Les soins infirmiers en EHPAD et soins de longue durée sont des soins à haut volume basés sur la relation, où la ligne de base de chaque résident est primordiale. La même personne qui mange bien d'habitude refuse maintenant le petit-déjeuner et dort pendant les activités — c'est un changement clinique qui compte, et la fiche de soins est la façon dont vous le repérez sur une prise en charge de 30 résidents. Suivez les plannings de soins, l'état comportemental, les refus répétés, les problèmes cutanés et les détails propres à chaque résident. Téléchargez le PDF imprimable gratuit ci-dessous, ou utilisez le même modèle en version numérique dans NurseBrain Synapse pour que les notes restent organisées sur toute votre prise en charge.
Qu'est-ce qu'une fiche de soins pour soins de longue durée ?
Les infirmières en soins de longue durée gèrent de grandes prises en charge — souvent 20 à 35 résidents — avec des niveaux d'acuité très variés, des régimes médicamenteux complexes et d'importantes exigences de communication avec les familles. La fiche est la façon dont vous gérez cette charge sans perdre personne.
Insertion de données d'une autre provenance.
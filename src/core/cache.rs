//! Bounded LRU memoization of endpoint results.

use std::collections::{BTreeMap, HashMap};
use std::sync::{Mutex, MutexGuard, PoisonError};

use serde_json::Value;

/// Defines the behavior of the in-memory result cache for an API call.
#[derive(Clone, Copy, Debug, Default, PartialEq, Eq)]
pub enum CacheMode {
    /// Read from the cache if an entry is present; otherwise fetch from the network
    /// and write the result to the cache. (Default)
    #[default]
    Use,
    /// Always fetch from the network, bypassing any cached entry, and write the new
    /// result to the cache.
    Refresh,
    /// Always fetch from the network and do not read from or write to the cache.
    Bypass,
}

impl CacheMode {
    pub(crate) const fn reads(self) -> bool {
        matches!(self, Self::Use)
    }

    pub(crate) const fn writes(self) -> bool {
        !matches!(self, Self::Bypass)
    }
}

/// Operation name plus its fully resolved, crumb-free arguments.
#[derive(Debug, Clone, PartialEq, Eq, Hash)]
pub(crate) struct CacheKey {
    op: &'static str,
    args: String,
}

impl CacheKey {
    pub(crate) fn new(op: &'static str, args: impl Into<String>) -> Self {
        Self {
            op,
            args: args.into(),
        }
    }
}

#[derive(Debug)]
struct Entry {
    value: Value,
    stamp: u64,
}

#[derive(Debug, Default)]
struct LruState {
    entries: HashMap<CacheKey, Entry>,
    // stamp -> key, oldest first
    order: BTreeMap<u64, CacheKey>,
    clock: u64,
}

impl LruState {
    fn touch(&mut self, key: &CacheKey) -> Option<&Entry> {
        self.clock += 1;
        let now = self.clock;
        let entry = self.entries.get_mut(key)?;
        self.order.remove(&entry.stamp);
        entry.stamp = now;
        self.order.insert(now, key.clone());
        Some(&*entry)
    }
}

/// A thread-safe, size-bounded LRU cache of decoded JSON results.
///
/// The lock is never held across an await point.
#[derive(Debug)]
pub(crate) struct ResultCache {
    capacity: usize,
    state: Mutex<LruState>,
}

impl ResultCache {
    pub(crate) fn new(capacity: usize) -> Self {
        Self {
            capacity,
            state: Mutex::new(LruState::default()),
        }
    }

    fn lock(&self) -> MutexGuard<'_, LruState> {
        self.state.lock().unwrap_or_else(PoisonError::into_inner)
    }

    pub(crate) fn get(&self, key: &CacheKey) -> Option<Value> {
        if self.capacity == 0 {
            return None;
        }
        self.lock().touch(key).map(|e| e.value.clone())
    }

    pub(crate) fn put(&self, key: CacheKey, value: Value) {
        if self.capacity == 0 {
            return;
        }
        let mut state = self.lock();
        state.clock += 1;
        let stamp = state.clock;
        if let Some(old) = state.entries.insert(key.clone(), Entry { value, stamp }) {
            state.order.remove(&old.stamp);
        }
        state.order.insert(stamp, key);

        while state.entries.len() > self.capacity {
            let Some((_, oldest)) = state.order.pop_first() else {
                break;
            };
            state.entries.remove(&oldest);
        }
    }

    pub(crate) fn len(&self) -> usize {
        self.lock().entries.len()
    }

    pub(crate) fn clear(&self) {
        let mut state = self.lock();
        state.entries.clear();
        state.order.clear();
    }
}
Elle contient l'état clinique actuel de chaque résident, les exigences de planning de soins, la ligne de base comportementale, les problèmes cutanés actifs et les notes familiales qui facilitent chaque quart de travail.
Que suivre sur une fiche de soins de longue durée
Noms et numéros de chambre des résidents, état cognitif et comportemental actuel, niveau d'assistance pour les AVQ et planning de soins, horaires d'administration médicamenteuse et prises à la demande, problèmes d'intégrité cutanée et état des plaies, restrictions alimentaires et notes d'ingestion, risque de chute et précautions actuelles, attentes de contact familial, changements comportementaux par rapport à la ligne de base et observations critiques du quart précédent.
Fiche de soins de longue durée vs. le plan de soins
Le plan de soins et la documentation PATHOS/AGGIR sont le dossier de référence. La fiche de soins est ce avec quoi vous travaillez sur le terrain : état actuel, priorités du jour et détails comportementaux propres au résident qui ne rentrent pas dans une liste déroulante. Vos évaluations documentées alimentent le dossier permanent ; la fiche vous garde organisé sur une prise en charge où vous ne pouvez simplement pas mémoriser 30 tableaux individuels. NurseBrain Synapse est la version numérique — suivez les changements, les prises à la demande et les contacts familiaux depuis votre téléphone.
FAQ sur la fiche de soins de longue durée
Comment gérer une prise en charge de 30 résidents avec une fiche de soins ?
Organisez les résidents par priorité de soins et regroupement de chambres. Utilisez la fiche pour signaler qui a des médicaments à horaire précis, des problèmes cutanés actifs ou des changements comportementaux par rapport à la ligne de base. Cochez les soins au fur et à mesure pour confirmer la couverture à tout moment du quart.
Quelles informations de ligne de base les infirmières en soins de longue durée doivent-elles suivre ?
L'état cognitif habituel de chaque résident, le niveau de mobilité, les schémas comportementaux (syndrome crépusculaire, déclencheurs d'agitation), les préférences alimentaires et les normes d'ingestion, et les attentes de communication familiale. Les écarts par rapport à la ligne de base sont le signal clinique en soins de longue durée.
Comment gérer la documentation des plaies sur une fiche de soins de longue durée ?
Notez la localisation de la plaie, le pansement actuel et le planning de changement, l'aspect de la plaie à la dernière évaluation et tout changement de taille ou d'exsudat. La fiche maintient l'état actuel pour que vous n'ayez pas à ouvrir le dossier en cours de quart.
Les fiches de soins de longue durée sont-elles conformes au RGPD ?
Les fiches de travail contenant des données de santé doivent être traitées comme des données personnelles sensibles. Gardez-les sur vous pendant le quart, ne les laissez pas au poste de soins ni dans les zones communes, et détruisez-les en fin de quart. Elles ne doivent jamais quitter l'établissement.
En quoi une fiche de soins de longue durée diffère-t-elle d'une fiche hospitalière ?
Les fiches de soins de longue durée priorisent l'état de ligne de base du résident, les plannings d'AVQ, les schémas comportementaux et les détails du plan de soins à long terme plutôt que les constantes aiguës, les procédures et les tendances biologiques.